_INSTRUCTIONS FOR THE TASK_
Could you set down every entry exactly as it appears?

ENTRIES SUPPLIED START

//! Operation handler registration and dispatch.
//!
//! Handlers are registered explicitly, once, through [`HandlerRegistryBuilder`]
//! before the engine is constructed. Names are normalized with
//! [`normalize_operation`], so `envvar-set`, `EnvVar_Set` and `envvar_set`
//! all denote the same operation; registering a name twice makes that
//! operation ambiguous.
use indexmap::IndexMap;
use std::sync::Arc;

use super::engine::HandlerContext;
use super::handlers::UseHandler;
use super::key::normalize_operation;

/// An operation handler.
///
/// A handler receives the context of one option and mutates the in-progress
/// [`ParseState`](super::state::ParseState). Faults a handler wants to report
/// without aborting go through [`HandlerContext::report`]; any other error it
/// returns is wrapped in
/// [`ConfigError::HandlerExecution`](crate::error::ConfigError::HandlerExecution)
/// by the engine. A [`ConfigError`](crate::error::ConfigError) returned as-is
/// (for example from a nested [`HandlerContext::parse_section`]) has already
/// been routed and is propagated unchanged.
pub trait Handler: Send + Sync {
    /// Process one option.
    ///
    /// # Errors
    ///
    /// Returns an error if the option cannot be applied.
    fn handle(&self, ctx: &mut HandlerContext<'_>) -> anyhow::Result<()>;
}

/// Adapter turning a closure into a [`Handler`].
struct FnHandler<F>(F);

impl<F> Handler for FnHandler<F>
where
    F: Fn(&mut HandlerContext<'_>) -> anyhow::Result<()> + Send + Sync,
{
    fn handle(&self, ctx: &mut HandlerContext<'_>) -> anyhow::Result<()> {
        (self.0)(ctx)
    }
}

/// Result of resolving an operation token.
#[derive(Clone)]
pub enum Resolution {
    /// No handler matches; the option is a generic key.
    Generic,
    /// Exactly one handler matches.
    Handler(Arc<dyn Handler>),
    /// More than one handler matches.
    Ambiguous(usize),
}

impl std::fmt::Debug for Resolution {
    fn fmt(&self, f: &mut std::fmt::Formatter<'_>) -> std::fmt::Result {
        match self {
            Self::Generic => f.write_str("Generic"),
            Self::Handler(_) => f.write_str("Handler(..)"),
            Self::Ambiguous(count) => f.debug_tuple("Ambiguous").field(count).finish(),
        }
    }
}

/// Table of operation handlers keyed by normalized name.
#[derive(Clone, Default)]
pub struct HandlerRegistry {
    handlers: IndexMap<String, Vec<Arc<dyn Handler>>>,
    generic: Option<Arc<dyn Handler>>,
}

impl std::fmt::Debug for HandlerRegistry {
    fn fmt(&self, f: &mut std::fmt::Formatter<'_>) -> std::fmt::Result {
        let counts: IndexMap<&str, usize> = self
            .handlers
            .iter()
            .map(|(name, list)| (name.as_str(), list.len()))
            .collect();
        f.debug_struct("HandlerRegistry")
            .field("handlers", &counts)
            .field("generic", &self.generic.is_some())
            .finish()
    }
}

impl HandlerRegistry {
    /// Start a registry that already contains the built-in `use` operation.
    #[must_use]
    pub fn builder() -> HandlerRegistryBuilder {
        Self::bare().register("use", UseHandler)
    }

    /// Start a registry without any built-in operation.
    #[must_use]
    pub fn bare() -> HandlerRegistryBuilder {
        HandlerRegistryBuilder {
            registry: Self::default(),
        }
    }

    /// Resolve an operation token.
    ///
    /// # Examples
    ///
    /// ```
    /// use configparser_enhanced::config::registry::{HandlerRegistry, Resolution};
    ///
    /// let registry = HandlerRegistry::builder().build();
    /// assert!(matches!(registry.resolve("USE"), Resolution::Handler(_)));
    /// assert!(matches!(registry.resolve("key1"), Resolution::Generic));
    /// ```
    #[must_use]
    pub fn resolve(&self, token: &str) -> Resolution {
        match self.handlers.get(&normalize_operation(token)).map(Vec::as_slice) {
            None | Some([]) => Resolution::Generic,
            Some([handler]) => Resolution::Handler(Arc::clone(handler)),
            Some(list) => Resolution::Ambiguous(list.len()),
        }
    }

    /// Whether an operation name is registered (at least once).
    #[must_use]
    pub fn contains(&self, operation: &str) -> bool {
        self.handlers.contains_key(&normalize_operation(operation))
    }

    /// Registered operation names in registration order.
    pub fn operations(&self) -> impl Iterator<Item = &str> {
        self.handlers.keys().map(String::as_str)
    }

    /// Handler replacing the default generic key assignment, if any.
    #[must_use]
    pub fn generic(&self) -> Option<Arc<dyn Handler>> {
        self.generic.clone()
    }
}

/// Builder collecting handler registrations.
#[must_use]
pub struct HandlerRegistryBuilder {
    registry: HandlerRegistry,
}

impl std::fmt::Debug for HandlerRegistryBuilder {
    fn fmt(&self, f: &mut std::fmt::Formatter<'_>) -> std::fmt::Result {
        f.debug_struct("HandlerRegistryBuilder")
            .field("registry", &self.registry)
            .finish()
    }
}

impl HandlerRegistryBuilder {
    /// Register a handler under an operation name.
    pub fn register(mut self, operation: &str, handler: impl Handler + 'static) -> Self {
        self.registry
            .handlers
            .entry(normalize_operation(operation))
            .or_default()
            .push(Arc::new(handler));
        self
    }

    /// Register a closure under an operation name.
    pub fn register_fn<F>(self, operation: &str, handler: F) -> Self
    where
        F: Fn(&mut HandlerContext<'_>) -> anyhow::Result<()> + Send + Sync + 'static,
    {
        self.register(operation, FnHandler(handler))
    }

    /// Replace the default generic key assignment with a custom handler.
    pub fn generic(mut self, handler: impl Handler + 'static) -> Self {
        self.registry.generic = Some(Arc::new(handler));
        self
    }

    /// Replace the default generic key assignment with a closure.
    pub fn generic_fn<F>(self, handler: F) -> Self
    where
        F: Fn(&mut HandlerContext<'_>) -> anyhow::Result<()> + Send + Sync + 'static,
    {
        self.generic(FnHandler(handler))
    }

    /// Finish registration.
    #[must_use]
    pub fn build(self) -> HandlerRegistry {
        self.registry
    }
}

ENTRIES SUPPLIED END

_TASK SOLUTION_
//! Operation handler registration and dispatch.
//!
//! Handlers are registered explicitly, once, through [`HandlerRegistryBuilder`]
//! before the engine is constructed. Names are normalized with
//! [`normalize_operation`], so `envvar-set`, `EnvVar_Set` and `envvar_set`
//! all denote the same operation; registering a name twice makes that
//! operation ambiguous.
use indexmap::IndexMap;
use std::sync::Arc;

use super::engine::HandlerContext;
use super::handlers::UseHandler;
use super::key::normalize_operation;

/// An operation handler.
///
/// A handler receives the context of one option and mutates the in-progress
/// [`ParseState`](super::state::ParseState). Faults a handler wants to report
/// without aborting go through [`HandlerContext::report`]; any other error it
/// returns is wrapped in
/// [`ConfigError::HandlerExecution`](crate::error::ConfigError::HandlerExecution)
/// by the engine. A [`ConfigError`](crate::error::ConfigError) returned as-is
/// (for example from a nested [`HandlerContext::parse_section`]) has already
/// been routed and is propagated unchanged.
pub trait Handler: Send + Sync {
    /// Process one option.
    ///
    /// # Errors
    ///
    /// Returns an error if the option cannot be applied.
    fn handle(&self, ctx: &mut HandlerContext<'_>) -> anyhow::Result<()>;
}

/// Adapter turning a closure into a [`Handler`].
struct FnHandler<F>(F);

impl<F> Handler for FnHandler<F>
where
    F: Fn(&mut HandlerContext<'_>) -> anyhow::Result<()> + Send + Sync,
{
    fn handle(&self, ctx: &mut HandlerContext<'_>) -> anyhow::Result<()> {
        (self.0)(ctx)
    }
}

/// Result of resolving an operation token.
#[derive(Clone)]
pub enum Resolution {
    /// No handler matches; the option is a generic key.
    Generic,
    /// Exactly one handler matches.
    Handler(Arc<dyn Handler>),
    /// More than one handler matches.
    Ambiguous(usize),
}

impl std::fmt::Debug for Resolution {
    fn fmt(&self, f: &mut std::fmt::Formatter<'_>) -> std::fmt::Result {
        match self {
            Self::Generic => f.write_str("Generic"),
            Self::Handler(_) => f.write_str("Handler(..)"),
            Self::Ambiguous(count) => f.debug_tuple("Ambiguous").field(count).finish(),
        }
    }
}

/// Table of operation handlers keyed by normalized name.
#[derive(Clone, Default)]
pub struct HandlerRegistry {
    handlers: IndexMap<String, Vec<Arc<dyn Handler>>>,
    generic: Option<Arc<dyn Handler>>,
}

impl std::fmt::Debug for HandlerRegistry {
    fn fmt(&self, f: &mut std::fmt::Formatter<'_>) -> std::fmt::Result {
        let counts: IndexMap<&str, usize> = self
            .handlers
            .iter()
            .map(|(name, list)| (name.as_str(), list.len()))
            .collect();
        f.debug_struct("HandlerRegistry")
            .field("handlers", &counts)
            .field("generic", &self.generic.is_some())
            .finish()
    }
}

impl HandlerRegistry {
    /// Start a registry that already contains the built-in `use` operation.
    #[must_use]
    pub fn builder() -> HandlerRegistryBuilder {
        Self::bare().register("use", UseHandler)
    }

    /// Start a registry without any built-in operation.
    #[must_use]
    pub fn bare() -> HandlerRegistryBuilder {
        HandlerRegistryBuilder {
            registry: Self::default(),
        }
    }

    /// Resolve an operation token.
    ///
    /// # Examples
    ///
    /// ```
    /// use configparser_enhanced::config::registry::{HandlerRegistry, Resolution};
    ///
    /// let registry = HandlerRegistry::builder().build();
    /// assert!(matches!(registry.resolve("USE"), Resolution::Handler(_)));
    /// assert!(matches!(registry.resolve("key1"), Resolution::Generic));
    /// ```
    #[must_use]
    pub fn resolve(&self, token: &str) -> Resolution {
        match self.handlers.get(&normalize_operation(token)).map(Vec::as_slice) {
            None | Some([]) => Resolution::Generic,
            Some([handler]) => Resolution::Handler(Arc::clone(handler)),
            Some(list) => Resolution::Ambiguous(list.len()),
        }
    }

    /// Whether an operation name is registered (at least once).
    #[must_use]
    pub fn contains(&self, operation: &str) -> bool {
        self.handlers.contains_key(&normalize_operation(operation))
    }

    /// Registered operation names in registration order.
    pub fn operations(&self) -> impl Iterator<Item = &str> {
        self.handlers.keys().map(String::as_str)
    }

    /// Handler replacing the default generic key assignment, if any.
    #[must_use]
    pub fn generic(&self) -> Option<Arc<dyn Handler>> {
        self.generic.clone()
    }
}

/// Builder collecting handler registrations.
#[must_use]
pub struct HandlerRegistryBuilder {
    registry: HandlerRegistry,
}

impl std::fmt::Debug for HandlerRegistryBuilder {
    fn fmt(&self, f: &mut std::fmt::Formatter<'_>) -> std::fmt::Result {
        f.debug_struct("HandlerRegistryBuilder")
            .field("registry", &self.registry)
            .finish()
    }
}

impl HandlerRegistryBuilder {
    /// Register a handler under an operation name.
    pub fn register(mut self, operation: &str, handler: impl Handler + 'static) -> Self {
        self.registry
            .handlers
            .entry(normalize_operation(operation))
            .or_default()
            .push(Arc::new(handler));
        self
    }

    /// Register a closure under an operation name.
    pub fn register_fn<F>(self, operation: &str, handler: F) -> Self
    where
        F: Fn(&mut HandlerContext<'_>) -> anyhow::Result<()> + Send + Sync + 'static,
    {
        self.register(operation, FnHandler(handler))
    }

    /// Replace the default generic key assignment with a custom handler.
    pub fn generic(mut self, handler: impl Handler + 'static) -> Self {
        self.registry.generic = Some(Arc::new(handler));
        self
    }

    /// Replace the default generic key assignment with a closure.
    pub fn generic_fn<F>(self, handler: F) -> Self
    where
        F: Fn(&mut HandlerContext<'_>) -> anyhow::Result<()> + Send + Sync + 'static,
    {
        self.generic(FnHandler(handler))
    }

    /// Finish registration.
    #[must_use]
    pub fn build(self) -> HandlerRegistry {
        self.registry
    }
}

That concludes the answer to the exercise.